Ces églises que j’ai vues à l’étranger, pour moi, elles sont symboliques. Elles sont fermées, et souvent tout à fait invisibles. Tel est l’aspect général de l’Orthodoxie en Occident. L’Orthodoxie ne s’y fait pas connaître, on dirait même qu’elle se dissimule, elle se déguise en habits laïcs pour qu’on ne la remarque pas. En Occident, on connaît peu l’Orthodoxie, et mal, et les Orthodoxes n’essaient pas du tout de faire parler d’eux. Et finalement, je ne puis absolument pas admettre l’absence d’église orthodoxe dans certaines capitales européennes.
Il est nécessaire de montrer à l’Occident la théologie orthodoxe dans toute sa beauté. En construisant, par exemple, une Laure à Rome dotée d’une cathédrale sur le modèle de notre Cathédrale de la Dormition. Et flanquée d’un clocher-tour portant des cloches de mille pouds. Et non en y rassemblant des chantres allemands, ou italiens, mais un authentique chœur monastique qui ne chanterait pas des partitions italiennes composées par l’un ou l’autre maestro, mais nos mélodies orthodoxes composées depuis des siècles dans nos pieux monastères. Que nos cloches résonnent en cette terre étrangère (mais peut-être la police les interdira-t-elle!), que nos hymnes triomphales éclatent sous les voûtes d’une authentique église orthodoxe!
Autour de cette église viendraient s’installer des moines érudits et de sages laïcs, auxquels serait attribué l’obédience particulière consistant à annoncer la foi orthodoxe parmi les hétérodoxes, la proclamer à voix forte et par écrit, afin que ceux qui s’intéressent à la vérité religieuse ne puissent pas ne pas remarquer cette prédication. Il est nécessaire de clamer à l’Occident, à voix forte et avec conviction : «Nous sommes Orthodoxes, et nous n’en sommes aucunement honteux, et nous sommes même inébranlablement convaincus de la supériorité de notre éternelle vérité!»
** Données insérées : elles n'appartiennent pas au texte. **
// src/db/models/config.rs

//! Stored install profiles

use crate::authorizer::AuthorizerKind;
use crate::config::{ConfigEntity, DexoptMode, InstallMode, InstallReason, PackageSource};
use crate::error::Result;
use rusqlite::{Connection, OptionalExtension, Row, params};

const COLUMNS: &str = "id, name, description, authorizer, customize_authorizer, install_mode, \
     installer, install_reason, package_source, enable_dexopt, dexopt_mode, auto_delete, \
     all_users, allow_test_only, allow_downgrade, force_dexopt";

impl ConfigEntity {
    /// Insert this profile into the database
    pub fn insert(&mut self, conn: &Connection) -> Result<i64> {
        conn.execute(
            "INSERT INTO config (name, description, authorizer, customize_authorizer, install_mode,
                installer, install_reason, package_source, enable_dexopt, dexopt_mode, auto_delete,
                all_users, allow_test_only, allow_downgrade, force_dexopt)
             VALUES (?1, ?2, ?3, ?4, ?5, ?6, ?7, ?8, ?9, ?10, ?11, ?12, ?13, ?14, ?15)",
            params![
                &self.name,
                &self.description,
                self.authorizer.as_str(),
                &self.customize_authorizer,
                self.install_mode.as_str(),
                &self.installer,
                self.install_reason.code(),
                self.package_source.code(),
                self.enable_dexopt as i32,
                self.dexopt_mode.as_str(),
                self.auto_delete as i32,
                self.all_users as i32,
                self.allow_test_only as i32,
                self.allow_downgrade as i32,
                self.force_dexopt as i32,
            ],
        )?;

        let id = conn.last_insert_rowid();
        self.id = Some(id);
        Ok(id)
    }

    /// Overwrite the stored row with this profile's fields
    pub fn update(&self, conn: &Connection) -> Result<()> {
        let Some(id) = self.id else {
            return Ok(());
        };
        conn.execute(
            "UPDATE config SET name = ?1, description = ?2, authorizer = ?3,
                customize_authorizer = ?4, install_mode = ?5, installer = ?6,
                install_reason = ?7, package_source = ?8, enable_dexopt = ?9,
                dexopt_mode = ?10, auto_delete = ?11, all_users = ?12,
                allow_test_only = ?13, allow_downgrade = ?14, force_dexopt = ?15
             WHERE id = ?16",
            params![
                &self.name,
                &self.description,
                self.authorizer.as_str(),
                &self.customize_authorizer,
                self.install_mode.as_str(),
                &self.installer,
                self.install_reason.code(),
                self.package_source.code(),
                self.enable_dexopt as i32,
                self.dexopt_mode.as_str(),
                self.auto_delete as i32,
                self.all_users as i32,
                self.allow_test_only as i32,
                self.allow_downgrade as i32,
                self.force_dexopt as i32,
                id,
            ],
        )?;
        Ok(())
    }

    pub fn find_by_id(conn: &Connection, id: i64) -> Result<Option<Self>> {
        let mut stmt = conn.prepare(&format!("SELECT {} FROM config WHERE id = ?1", COLUMNS))?;
        let config = stmt.query_row([id], Self::from_row).optional()?;
        Ok(config)
    }

    /// All profiles in insertion order
    pub fn list_all(conn: &Connection) -> Result<Vec<Self>> {
        let mut stmt = conn.prepare(&format!("SELECT {} FROM config ORDER BY id", COLUMNS))?;
        let configs = stmt
            .query_map([], Self::from_row)?
            .collect::<std::result::Result<Vec<_>, _>>()?;
        Ok(configs)
    }

    /// Delete a profile; its bindings go with it
    pub fn delete(conn: &Connection, id: i64) -> Result<()> {
        conn.execute("DELETE FROM config WHERE id = ?1", [id])?;
        Ok(())
    }

    fn from_row(row: &Row) -> rusqlite::Result<Self> {
        let authorizer: String = row.get(3)?;
        let install_mode: String = row.get(5)?;
        let dexopt_mode: String = row.get(10)?;

        Ok(Self {
            id: Some(row.get(0)?),
            name: row.get(1)?,
            description: row.get(2)?,
            authorizer: AuthorizerKind::parse(&authorizer).unwrap_or(AuthorizerKind::Global),
            customize_authorizer: row.get(4)?,
            install_mode: InstallMode::parse(&install_mode).unwrap_or(InstallMode::Global),
            installer: row.get(6)?,
            install_reason: InstallReason::from_code(row.get(7)?),
            package_source: PackageSource::from_code(row.get(8)?),
            enable_dexopt: row.get::<_, i32>(9)? != 0,
            dexopt_mode: DexoptMode::parse(&dexopt_mode).unwrap_or(DexoptMode::SpeedProfile),
            auto_delete: row.get::<_, i32>(11)? != 0,
            all_users: row.get::<_, i32>(12)? != 0,
            allow_test_only: row.get::<_, i32>(13)? != 0,
            allow_downgrade: row.get::<_, i32>(14)? != 0,
            force_dexopt: row.get::<_, i32>(15)? != 0,
        })
    }
}

#[cfg(test)]
mod tests {
    use super::*;
    use crate::db;

    #[test]
    fn test_insert_and_find() {
        let conn = db::open_in_memory().unwrap();
        let mut config = ConfigEntity::new("work")
            .with_authorizer(AuthorizerKind::Customize)
            .with_customize_authorizer("su -c sh")
            .with_install_mode(InstallMode::AutoNotification)
            .with_installer("com.android.vending")
            .with_auto_delete(true);
        config.install_reason = InstallReason::User;
        config.package_source = PackageSource::Store;
        config = config.with_dexopt(DexoptMode::Speed, true);

        let id = config.insert(&conn).unwrap();
        let found = ConfigEntity::find_by_id(&conn, id).unwrap().unwrap();
        assert_eq!(found, config);
    }

    #[test]
    fn test_update_and_delete() {
        let conn = db::open_in_memory().unwrap();
        let mut config = ConfigEntity::new("a");
        let id = config.insert(&conn).unwrap();

        config.name = "b".to_string();
        config.allow_downgrade = true;
        config.update(&conn).unwrap();
        let found = ConfigEntity::find_by_id(&conn, id).unwrap().unwrap();
        assert_eq!(found.name, "b");
        assert!(found.allow_downgrade);

        ConfigEntity::delete(&conn, id).unwrap();
        assert!(ConfigEntity::find_by_id(&conn, id).unwrap().is_none());
    }

    #[test]
    fn test_list_all_keeps_insertion_order() {
        let conn = db::open_in_memory().unwrap();
        for name in ["first", "second", "third"] {
            ConfigEntity::new(name).insert(&conn).unwrap();
        }
        let names: Vec<String> = ConfigEntity::list_all(&conn)
            .unwrap()
            .into_iter()
            .map(|c| c.name)
            .collect();
        assert_eq!(names, vec!["first", "second", "third"]);
    }
}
Voilà, mon Ami, ce que son parfois mes rêves! Deviendront-ils un jour réalité? Longtemps encore, nos église en Occident seront nichées dans des ruelles reculées, et des étrangers écorchant la langue slavonne chanteront des hymnes liturgiques pour quelques poignées de Russes priant Dieu en terre étrangère! (A suivre)
Traduit du russe.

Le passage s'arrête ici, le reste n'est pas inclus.